GANESH SHANKAR, Dennis Selkoe et coll. (Dublin et Boston) ont travaillé à partir de cortex frontal et temporal de cerveaux d'humains de plus de 65 ans décédés après avoir présenté une démence confirmée par la neuropathologie – plusieurs MA, et un adulte ayant eu une trisomie 21 avec une MA – et chez des sujets exempts de démence. Ils se sont appuyés sur des techniques innovantes pour préparer des extraits contenant différentes formes d'agrégats de peptide bêta-amyloïde : des monomères, des dimères, des trimères et des agrégats plus importants (formes solubles), ainsi que des plaques (insolubles).
Les extraits ont été injectés dans des cerveaux de rats normaux et testés sur des tranches d'hippocampe de souris.
Shankar et coll. découvrent que les extraits contenant les monomères solubles et les plaques n'ont pas d'effets sur les tranches d'hippocampe. Pas plus que les extraits de cerveaux normaux. En revanche, les dimères inhibent la LTP (potentiation à long terme), augmentent la dépression à long terme (LTD) et réduisent de manière significative (de 47 %) la densité en dendrites qui reçoivent des messages envoyés par d'autres cellules cérébrales.
Des effets directs sur les synapses.
Ainsi, remarquent-ils, les dimères de peptide bêta-amyloïde semblent avoir des effets directs sur les synapses. Les extraits de plaque insoluble à partir de cortex de MA ne provoquant pas d'altération de la LTP, sauf si ils ont été préalablement solubilisées pour libérer des dimères. «Ce qui suggère que les plaques sont majoritairement inactives, mais qu'elles séquestrent des dimères bêta-amyloïdes qui sont synapsotoxiques.» Chez les rats normaux, les dimères produisent une altération de la mémoire dans le cadre des apprentissages d'un nouveau comportement (tâche apprise d'évitement).

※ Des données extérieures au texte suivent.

pub mod consumption;
pub mod gravity;
pub mod physics;
pub mod spawning;
pub mod weapons;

Pour confirmer ces effets, les chercheurs ont ensuite injecté des anticorps contre les fragments de peptides bêta-amyloïde (l'administration passive d'anticorps monoclonaux contre le peptide BA est entrée en phase de test chez les humains). Sur les modèles animaux, ils observent qu'ils se fixent aux dimères, les inactivent et empêchent leurs effets toxiques. Sur les tranches d'hippocampe, les anticorps empêchent les déficits en LTP et en LTD.
Des dimères solubles et un peu de trimères.
Ces observations sur les modèles et les tissus animaux s'accordent avec ce que les chercheurs observent sur les cerveaux humains. Ils détectent des dimères solubles et un peu de trimères de peptides BA dans les cerveaux de patients ayant eu une MA, mais seulement de très faibles quantités de ces composés chez les sujets exempts de la maladie. Ils remarquent toutefois la présence de plaques amyloïdes insolubles dans les cerveaux normaux, ce qui avait déjà été rapporté.
Il reste maintenant à comprendre pourquoi les dimères, en particulier, sont aussi destructeurs pour les neurones. «Une réduction de la densité des synapses est le trait neuropathologique le plus fortement corrélé au degré de démence dans la MA. La corrélation avec les plaques est faible.» Les observations montrent que les dimères sont suffisants pour perturber la physiologie des synapses et corroborent le concept émergent, selon lequel les tout premiers effets des peptides BA dans la MA sont représentés par des altérations subtiles des fonctions synaptiques. Une perturbation de la transmission synaptique glutamatergique est fortement suspectée.
« Nature Medicine », publication avancée en ligne.